On September 16th, we sent an additional letter to Governor Newsom. You can read it below. It highlighted how the legislature’s decisions on these various bills gave rise to a new, fatal flaw in SB 1050 (one of those on his desk awaiting signature).  SB 1050 would have tasked a single, state-wide office to investigate and rectify past examples of “racially motivated eminent domain.”  That office would determine the present-day fair market value of all such properties and certify that the one-time owner was “entitled to the return of the taken property[,]” the transfer of “other publicly held property of equal value,” or payment of “financial compensation.” Its determinations would bind state and local governments, subject only to judicial review.
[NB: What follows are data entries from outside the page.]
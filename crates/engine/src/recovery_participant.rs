//! Recovery Participant Registry
//!
//! Defines the interface for primitives that need to participate in
//! Database recovery. This is for primitives with runtime state that
//! lives outside ShardedStore (e.g., VectorStore's in-memory backends).
//!
//! ## Design Philosophy
//!
//! Recovery is a cold-path, correctness-critical system. The design is:
//! - Explicit, boring, and obvious
//! - Minimal trait surface
//! - No over-generalization
//!
//! ## How It Works
//!
//! 1. Database opens and performs KV recovery via RecoveryCoordinator
//! 2. Database calls `recover_all_participants()` which invokes each registered participant
//! 3. Each participant replays its WAL entries into its runtime state
//! 4. Database is ready for use
//!
//! ## Registration
//!
//! Primitives register their recovery functions at startup:
//!
//! ```ignore
//! use in_mem_engine::{register_recovery_participant, RecoveryParticipant};
//!
//! // Called once at initialization
//! register_recovery_participant(RecoveryParticipant::new("vector", recover_vector_state));
//! ```

use strata_core::error::Result;
use parking_lot::RwLock;
use tracing::info;

/// Function signature for primitive recovery
///
/// Takes a reference to the Database and performs recovery for a specific
/// primitive's runtime state. The function should:
/// 1. Access the WAL via `db.wal()`
/// 2. Replay relevant entries into the primitive's extension state
/// 3. Return Ok(()) on success or an error on failure
///
/// Recovery functions are stateless - they use the Database's extension
/// mechanism to access shared state.
pub type RecoveryFn = fn(&super::Database) -> Result<()>;

/// Registry entry for a recovery participant
#[derive(Clone)]
pub struct RecoveryParticipant {
    /// Human-readable name for logging
    pub name: &'static str,
    /// Recovery function to call
    pub recover: RecoveryFn,
}

impl RecoveryParticipant {
    /// Create a new recovery participant
    pub const fn new(name: &'static str, recover: RecoveryFn) -> Self {
        Self { name, recover }
    }
}

impl std::fmt::Debug for RecoveryParticipant {
    fn fmt(&self, f: &mut std::fmt::Formatter<'_>) -> std::fmt::Result {
        f.debug_struct("RecoveryParticipant")
            .field("name", &self.name)
            .finish()
    }
}

/// Global registry of recovery participants
///
/// Uses lazy initialization with a RwLock for thread-safe access.
static RECOVERY_REGISTRY: once_cell::sync::Lazy<RwLock<Vec<RecoveryParticipant>>> =
    once_cell::sync::Lazy::new(|| RwLock::new(Vec::new()));

/// Register a recovery participant
///
/// This should be called once during application initialization,
/// before any Database is opened.
///
/// # Thread Safety
///
/// This function is thread-safe and can be called from multiple threads,
/// though typically it's called once during startup.
pub fn register_recovery_participant(participant: RecoveryParticipant) {
    let mut registry = RECOVERY_REGISTRY.write();
    // Avoid duplicate registration
    if !registry.iter().any(|p| p.name == participant.name) {
        info!(name = participant.name, "Registered recovery participant");
        registry.push(participant);
    }
}

/// Run recovery for all registered participants
///
/// Called by Database::open_with_mode after KV recovery completes.
/// Each participant's recovery function is called in registration order.
///
/// # Errors
///
/// Returns the first error encountered. If a participant fails,
/// subsequent participants are not called.
pub fn recover_all_participants(db: &super::Database) -> Result<()> {
    let registry = RECOVERY_REGISTRY.read();

    for participant in registry.iter() {
        info!(name = participant.name, "Running primitive recovery");
        (participant.recover)(db)?;
        info!(name = participant.name, "Primitive recovery complete");
    }

    Ok(())
}

/// Clear the recovery registry (for testing only)
#[cfg(test)]
pub fn clear_recovery_registry() {
    let mut registry = RECOVERY_REGISTRY.write();
    registry.clear();
}
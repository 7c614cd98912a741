//! Primitive type enumeration
//!
//! This type supports Invariant 6: Everything is Introspectable.
//! Every entity can report what kind of primitive it is.
//!
//! ## The Six Primitives
//!
//! The database has exactly six primitives:
//!
//! | Primitive | Purpose | Versioning |
//! |-----------|---------|------------|
//! | Kv | Key-value store | TxnId |
//! | Event | Append-only event log | Sequence |
//! | State | Named state cells with CAS | Counter |
//! | Branch | Branch lifecycle management | TxnId |
//! | Json | JSON document store | TxnId |
//! | Vector | Vector similarity search | TxnId |

use serde::{Deserialize, Serialize};

/// The six primitive types in the database
///
/// This enum identifies which primitive a value or operation belongs to.
/// Used for type discrimination, routing, and introspection.
///
/// ## Invariant
///
/// This enum MUST have exactly 6 variants - one for each primitive.
/// Adding a new primitive requires adding a variant here.
#[derive(Debug, Clone, Copy, PartialEq, Eq, Hash, Serialize, Deserialize)]
pub enum PrimitiveType {
    /// Key-Value store
    ///
    /// Simple key-value storage with CRUD operations.
    /// Versioning: TxnId
    Kv,

    /// Event log
    ///
    /// Append-only event stream with sequence numbers.
    /// Versioning: Sequence
    Event,

    /// State cell
    ///
    /// Named state cells with compare-and-swap.
    /// Versioning: Counter
    State,

    /// Branch index
    ///
    /// Branch lifecycle management (create, status, metadata).
    /// Versioning: TxnId
    Branch,

    /// JSON document store
    ///
    /// JSON documents with path-based operations.
    /// Versioning: TxnId
    Json,

    /// Vector store
    ///
    /// Vector similarity search with HNSW index.
    /// Versioning: TxnId
    Vector,
}

impl PrimitiveType {
    /// All primitive types (for iteration)
    pub const ALL: [PrimitiveType; 6] = [
        PrimitiveType::Kv,
        PrimitiveType::Event,
        PrimitiveType::State,
        PrimitiveType::Branch,
        PrimitiveType::Json,
        PrimitiveType::Vector,
    ];

    /// Get all primitive types as a slice
    pub fn all() -> &'static [PrimitiveType] {
        &Self::ALL
    }

    /// Human-readable display name
    pub const fn name(&self) -> &'static str {
        match self {
            PrimitiveType::Kv => "KVStore",
            PrimitiveType::Event => "EventLog",
            PrimitiveType::State => "StateCell",
            PrimitiveType::Branch => "BranchIndex",
            PrimitiveType::Json => "JsonStore",
            PrimitiveType::Vector => "VectorStore",
        }
    }

    /// Short identifier (for serialization, URIs, etc.)
    pub const fn id(&self) -> &'static str {
        match self {
            PrimitiveType::Kv => "kv",
            PrimitiveType::Event => "event",
            PrimitiveType::State => "state",
            PrimitiveType::Branch => "branch",
            PrimitiveType::Json => "json",
            PrimitiveType::Vector => "vector",
        }
    }

    /// Parse from short identifier
    pub fn from_id(id: &str) -> Option<Self> {
        match id {
            "kv" => Some(PrimitiveType::Kv),
            "event" => Some(PrimitiveType::Event),
            "state" => Some(PrimitiveType::State),
            "branch" => Some(PrimitiveType::Branch),
            "json" => Some(PrimitiveType::Json),
            "vector" => Some(PrimitiveType::Vector),
            _ => None,
        }
    }

    /// Check if this primitive supports CRUD lifecycle
    ///
    /// Kv, State, Branch, Json, Vector support full CRUD.
    /// Event is append-only (CR only).
    pub const fn supports_crud(&self) -> bool {
        match self {
            PrimitiveType::Kv => true,
            PrimitiveType::Event => false, // Append-only
            PrimitiveType::State => true,
            PrimitiveType::Branch => true,
            PrimitiveType::Json => true,
            PrimitiveType::Vector => true,
        }
    }

    /// Check if this primitive is append-only
    pub const fn is_append_only(&self) -> bool {
        !self.supports_crud()
    }

    /// Get the WAL entry type range for this primitive
    ///
    /// Each primitive has a reserved byte range in the WAL format:
    /// - KV: 0x10-0x1F
    /// - JSON: 0x20-0x2F
    /// - Event: 0x30-0x3F
    /// - State: 0x40-0x4F
    /// - Branch: 0x60-0x6F
    /// - Vector: 0x70-0x7F
    pub const fn entry_type_range(&self) -> (u8, u8) {
        match self {
            PrimitiveType::Kv => (0x10, 0x1F),
            PrimitiveType::Json => (0x20, 0x2F),
            PrimitiveType::Event => (0x30, 0x3F),
            PrimitiveType::State => (0x40, 0x4F),
            PrimitiveType::Branch => (0x60, 0x6F),
            PrimitiveType::Vector => (0x70, 0x7F),
        }
    }

    /// Get the primitive ID for snapshot sections
    ///
    /// These IDs are used in snapshot file format to identify sections.
    pub const fn primitive_id(&self) -> u8 {
        match self {
            PrimitiveType::Kv => 1,
            PrimitiveType::Json => 2,
            PrimitiveType::Event => 3,
            PrimitiveType::State => 4,
            PrimitiveType::Branch => 6,
            PrimitiveType::Vector => 7,
        }
    }
}

impl std::fmt::Display for PrimitiveType {
    fn fmt(&self, f: &mut std::fmt::Formatter<'_>) -> std::fmt::Result {
        write!(f, "{}", self.name())
    }
}

// ============================================================================
// Tests
// ============================================================================
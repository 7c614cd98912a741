//! Auto-embedding module: MiniLM-L6-v2 text embeddings.
//!
//! Provides a lazy-loading model lifecycle via [`EmbedModelState`] and
//! text extraction from Strata [`Value`] types.

pub mod extract;
pub mod model;
pub mod tokenizer;

use std::path::Path;
use std::sync::Arc;

use model::EmbedModel;

/// Lazy-loading model state stored as a Database extension.
///
/// On first use, loads the MiniLM-L6-v2 model from the model directory.
/// If model files are missing, stores the error and never retries.
pub struct EmbedModelState {
    model: once_cell::sync::OnceCell<Result<Arc<EmbedModel>, String>>,
}

impl Default for EmbedModelState {
    fn default() -> Self {
        Self {
            model: once_cell::sync::OnceCell::new(),
        }
    }
}

impl EmbedModelState {
    /// Get or load the embedding model.
    ///
    /// Loads from `model_dir/model.safetensors` and `model_dir/vocab.txt`.
    /// Caches the result (success or failure) so filesystem is probed at most once.
    pub fn get_or_load(&self, model_dir: &Path) -> Result<Arc<EmbedModel>, String> {
        self.model
            .get_or_init(|| {
                let safetensors_path = model_dir.join("model.safetensors");
                let vocab_path = model_dir.join("vocab.txt");

                let safetensors_bytes = std::fs::read(&safetensors_path).map_err(|e| {
                    format!(
                        "Failed to read model file '{}': {}",
                        safetensors_path.display(),
                        e
                    )
                })?;

                let vocab_text = std::fs::read_to_string(&vocab_path).map_err(|e| {
                    format!(
                        "Failed to read vocab file '{}': {}",
                        vocab_path.display(),
                        e
                    )
                })?;

                let model = EmbedModel::load(&safetensors_bytes, &vocab_text)?;
                Ok(Arc::new(model))
            })
            .clone()
    }
}
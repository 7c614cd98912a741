//! Crash harness framework for testing storage durability
//!
//! Provides types and utilities for systematic crash testing of the storage layer.
//!
//! # Crash Points
//!
//! The framework defines specific crash injection points:
//! - WAL operations (before/after write, before/after fsync)
//! - Segment rotation
//! - Snapshot creation
//! - MANIFEST updates
//! - Compaction
//!
//! # Example
//!
//! ```ignore
//! use strata_storage::testing::{CrashConfig, CrashPoint, CrashType};
//!
//! let config = CrashConfig::default();
//! // Use with storage layer components for crash testing
//! ```

use std::time::Duration;

/// Configuration for crash injection
#[derive(Debug, Clone)]
pub struct CrashConfig {
    /// Probability of crash at each injection point (0.0 - 1.0)
    pub crash_probability: f64,
    /// Types of crashes to simulate
    pub crash_types: Vec<CrashType>,
    /// Maximum operations before forced crash
    pub max_operations: usize,
    /// Timeout for operations
    pub timeout: Duration,
}

impl Default for CrashConfig {
    fn default() -> Self {
        CrashConfig {
            crash_probability: 0.1,
            crash_types: vec![CrashType::ProcessKill, CrashType::ProcessAbort],
            max_operations: 1000,
            timeout: Duration::from_secs(30),
        }
    }
}

impl CrashConfig {
    /// Create config for deterministic crash at specific point
    pub fn deterministic(probability: f64) -> Self {
        CrashConfig {
            crash_probability: probability,
            ..Default::default()
        }
    }

    /// Create config that always crashes
    pub fn always_crash() -> Self {
        CrashConfig {
            crash_probability: 1.0,
            ..Default::default()
        }
    }

    /// Create config that never crashes (for baseline testing)
    pub fn never_crash() -> Self {
        CrashConfig {
            crash_probability: 0.0,
            ..Default::default()
        }
    }

    /// Set crash probability
    pub fn with_probability(mut self, probability: f64) -> Self {
        self.crash_probability = probability.clamp(0.0, 1.0);
        self
    }

    /// Set crash types
    pub fn with_crash_types(mut self, types: Vec<CrashType>) -> Self {
        self.crash_types = types;
        self
    }

    /// Set maximum operations
    pub fn with_max_operations(mut self, max: usize) -> Self {
        self.max_operations = max;
        self
    }
}

/// Types of crash simulation
#[derive(Debug, Clone, Copy, PartialEq, Eq, Hash)]
pub enum CrashType {
    /// SIGKILL - immediate process termination
    ProcessKill,
    /// SIGABRT - abort signal
    ProcessAbort,
    /// SIGSEGV - segmentation fault simulation
    SegFault,
    /// Power loss simulation (kill without cleanup)
    PowerLoss,
}

impl CrashType {
    /// Get all crash types
    pub fn all() -> Vec<CrashType> {
        vec![
            CrashType::ProcessKill,
            CrashType::ProcessAbort,
            CrashType::SegFault,
            CrashType::PowerLoss,
        ]
    }

    /// Get description of crash type
    pub fn description(&self) -> &'static str {
        match self {
            CrashType::ProcessKill => "SIGKILL - immediate process termination",
            CrashType::ProcessAbort => "SIGABRT - abort signal",
            CrashType::SegFault => "SIGSEGV - segmentation fault",
            CrashType::PowerLoss => "Power loss - sudden termination without cleanup",
        }
    }
}

/// Crash injection points in the storage layer
#[derive(Debug, Clone, Copy, PartialEq, Eq, Hash)]
pub enum CrashPoint {
    /// Before writing WAL record to buffer
    BeforeWalWrite,
    /// After writing WAL record, before fsync
    AfterWalWriteBeforeFsync,
    /// After fsync, before returning
    AfterFsync,
    /// During WAL segment rotation
    DuringSegmentRotation,
    /// During snapshot creation (before atomic rename)
    DuringSnapshotBeforeRename,
    /// During snapshot creation (after atomic rename)
    DuringSnapshotAfterRename,
    /// During MANIFEST update
    DuringManifestUpdate,
    /// During compaction
    DuringCompaction,
}

impl CrashPoint {
    /// Get all crash points
    pub fn all() -> Vec<CrashPoint> {
        vec![
            CrashPoint::BeforeWalWrite,
            CrashPoint::AfterWalWriteBeforeFsync,
            CrashPoint::AfterFsync,
            CrashPoint::DuringSegmentRotation,
            CrashPoint::DuringSnapshotBeforeRename,
            CrashPoint::DuringSnapshotAfterRename,
            CrashPoint::DuringManifestUpdate,
            CrashPoint::DuringCompaction,
        ]
    }

    /// Get description of crash point
    pub fn description(&self) -> &'static str {
        match self {
            CrashPoint::BeforeWalWrite => "Before WAL record write",
            CrashPoint::AfterWalWriteBeforeFsync => "After WAL write, before fsync",
            CrashPoint::AfterFsync => "After fsync completed",
            CrashPoint::DuringSegmentRotation => "During WAL segment rotation",
            CrashPoint::DuringSnapshotBeforeRename => "During snapshot, before atomic rename",
            CrashPoint::DuringSnapshotAfterRename => "During snapshot, after atomic rename",
            CrashPoint::DuringManifestUpdate => "During MANIFEST update",
            CrashPoint::DuringCompaction => "During compaction",
        }
    }

    /// Expected data state after recovery at this crash point
    pub fn expected_data_state(&self) -> DataState {
        match self {
            CrashPoint::BeforeWalWrite => DataState::NotPresent,
            CrashPoint::AfterWalWriteBeforeFsync => DataState::MayBePresent,
            CrashPoint::AfterFsync => DataState::Present,
            CrashPoint::DuringSegmentRotation => DataState::Present,
            CrashPoint::DuringSnapshotBeforeRename => DataState::Present,
            CrashPoint::DuringSnapshotAfterRename => DataState::Present,
            CrashPoint::DuringManifestUpdate => DataState::Present,
            CrashPoint::DuringCompaction => DataState::Present,
        }
    }
}

/// Expected data state after recovery
#[derive(Debug, Clone, Copy, PartialEq, Eq)]
pub enum DataState {
    /// Data should not be present (write not completed)
    NotPresent,
    /// Data may or may not be present (depends on OS/filesystem)
    MayBePresent,
    /// Data should be present (write completed and synced)
    Present,
}

/// Result of a crash test
#[derive(Debug)]
pub struct CrashTestResult {
    /// Whether the test scenario succeeded before crash
    pub scenario_succeeded: bool,
    /// Whether recovery succeeded after crash
    pub recovery_succeeded: bool,
    /// Crash point where crash was injected
    pub crash_point: Option<CrashPoint>,
    /// Number of operations completed before crash
    pub operations_completed: usize,
    /// Test duration
    pub duration: Duration,
    /// Verification result after recovery
    pub verification: VerificationResult,
}

/// Result of verifying state after recovery
#[derive(Debug)]
pub struct VerificationResult {
    /// Whether the state is valid
    pub is_valid: bool,
    /// Error message if any
    pub error: Option<String>,
    /// State mismatches found
    pub mismatches: Vec<StateMismatch>,
}

impl VerificationResult {
    /// Create successful verification
    pub fn success() -> Self {
        VerificationResult {
            is_valid: true,
            error: None,
            mismatches: vec![],
        }
    }

    /// Create failed verification with error
    pub fn error(msg: impl Into<String>) -> Self {
        VerificationResult {
            is_valid: false,
            error: Some(msg.into()),
            mismatches: vec![],
        }
    }

    /// Create failed verification with mismatches
    pub fn mismatches(mismatches: Vec<StateMismatch>) -> Self {
        VerificationResult {
            is_valid: mismatches.is_empty(),
            error: None,
            mismatches,
        }
    }
}

/// State mismatch found during verification
#[derive(Debug, Clone)]
pub struct StateMismatch {
    /// Entity identifier (e.g., "kv:run:key")
    pub entity: String,
    /// Expected value
    pub expected: String,
    /// Actual value
    pub actual: String,
}

/// Crash test errors
#[derive(Debug, thiserror::Error)]
pub enum CrashTestError {
    /// Simulated crash at injection point
    #[error("Simulated crash at {0:?}")]
    SimulatedCrash(CrashPoint),

    /// IO error during test
    #[error("IO error: {0}")]
    Io(#[from] std::io::Error),

    /// Verification error
    #[error("Verification error: {0}")]
    Verification(String),
}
SB 1050 would assign this role to the Office of Legal Affairs within the California American Freedman Affairs Agency.  The new problem?  One of the bills the legislature killed through inaction (SB 1403) would have created the California American Freedman Affairs Agency.  With SB 1403 having died unpassed, SB 1050 would have delegated this enormous and enormously consequential set of responsibilities to an office that does not exist.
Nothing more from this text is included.